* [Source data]
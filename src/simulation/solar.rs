//! # Solar Irradiance Model
//!
//! Diurnal cosine irradiance scaled by the climate profile, attenuated by a
//! persistent cloud regime drawn from the station's random stream.

use rand::Rng;
use serde::{Deserialize, Serialize};
use std::f64::consts::PI;

use crate::domain::{ClimateProfile, SkyState};

/// Cloud cover level affecting solar irradiance
#[derive(Debug, Clone, Copy, PartialEq, Eq, Serialize, Deserialize)]
pub enum CloudCover {
    /// Clear sky (0-10% clouds)
    Clear,
    /// Partly cloudy (10-50% clouds)
    PartlyCloudy,
    /// Mostly cloudy (50-90% clouds)
    MostlyCloudy,
    /// Overcast (90-100% clouds)
    Overcast,
}

impl CloudCover {
    /// Get the radiation transmission factor (0.0 = blocked, 1.0 = full)
    pub fn transmission_factor(&self) -> f64 {
        match self {
            CloudCover::Clear => 1.0,
            CloudCover::PartlyCloudy => 0.7,
            CloudCover::MostlyCloudy => 0.4,
            CloudCover::Overcast => 0.15,
        }
    }

    /// Get a random cloud cover (weighted towards clear/partly cloudy)
    pub fn random<R: Rng>(rng: &mut R) -> Self {
        let roll = rng.gen_range(0..100);
        match roll {
            0..=40 => CloudCover::Clear,
            41..=70 => CloudCover::PartlyCloudy,
            71..=85 => CloudCover::MostlyCloudy,
            _ => CloudCover::Overcast,
        }
    }
}

/// Shortest and longest cloud regime, in ticks
const CLOUD_PERSISTENCE_TICKS: (u32, u32) = (10, 45);

/// Advance the cloud regime by one tick.
///
/// Draws a new regime (and its duration) only when the current one expires,
/// so a station's stream is consumed identically on every replay.
pub fn next_sky<R: Rng>(previous: &SkyState, rng: &mut R) -> SkyState {
    if previous.ticks_remaining > 1 {
        return SkyState {
            cover: previous.cover,
            ticks_remaining: previous.ticks_remaining - 1,
        };
    }

    let cover = CloudCover::random(rng);
    let (lo, hi) = CLOUD_PERSISTENCE_TICKS;
    SkyState {
        cover,
        ticks_remaining: rng.gen_range(lo..=hi),
    }
}

/// Clear-sky irradiance in W/m² at `tick`.
///
/// Cosine of the tick-within-day phase, peaking at the profile's peak
/// irradiance at local noon (`period / 2`) and clamped to zero through the
/// night half of the cycle.
pub fn clear_sky_irradiance(profile: &ClimateProfile, tick: u64) -> f64 {
    let period = profile.diurnal_period() as f64;
    let phase = profile.tick_of_day(tick) as f64 / period;
    let elevation = (2.0 * PI * (phase - 0.5)).cos();

    // Sun below horizon = no radiation
    if elevation <= 0.0 {
        return 0.0;
    }

    profile.peak_irradiance_wm2() * elevation
}

/// True when the sun is below the horizon at `tick`
pub fn is_night(profile: &ClimateProfile, tick: u64) -> bool {
    clear_sky_irradiance(profile, tick) <= 0.0
}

* [Required action]
With the line containing "pub fn is_night(profile: &ClimateProfile, tick: u64)" as the first, output each line through the final line of the entries above, exactly.

* [Answer to this problem]
pub fn is_night(profile: &ClimateProfile, tick: u64) -> bool {
    clear_sky_irradiance(profile, tick) <= 0.0
}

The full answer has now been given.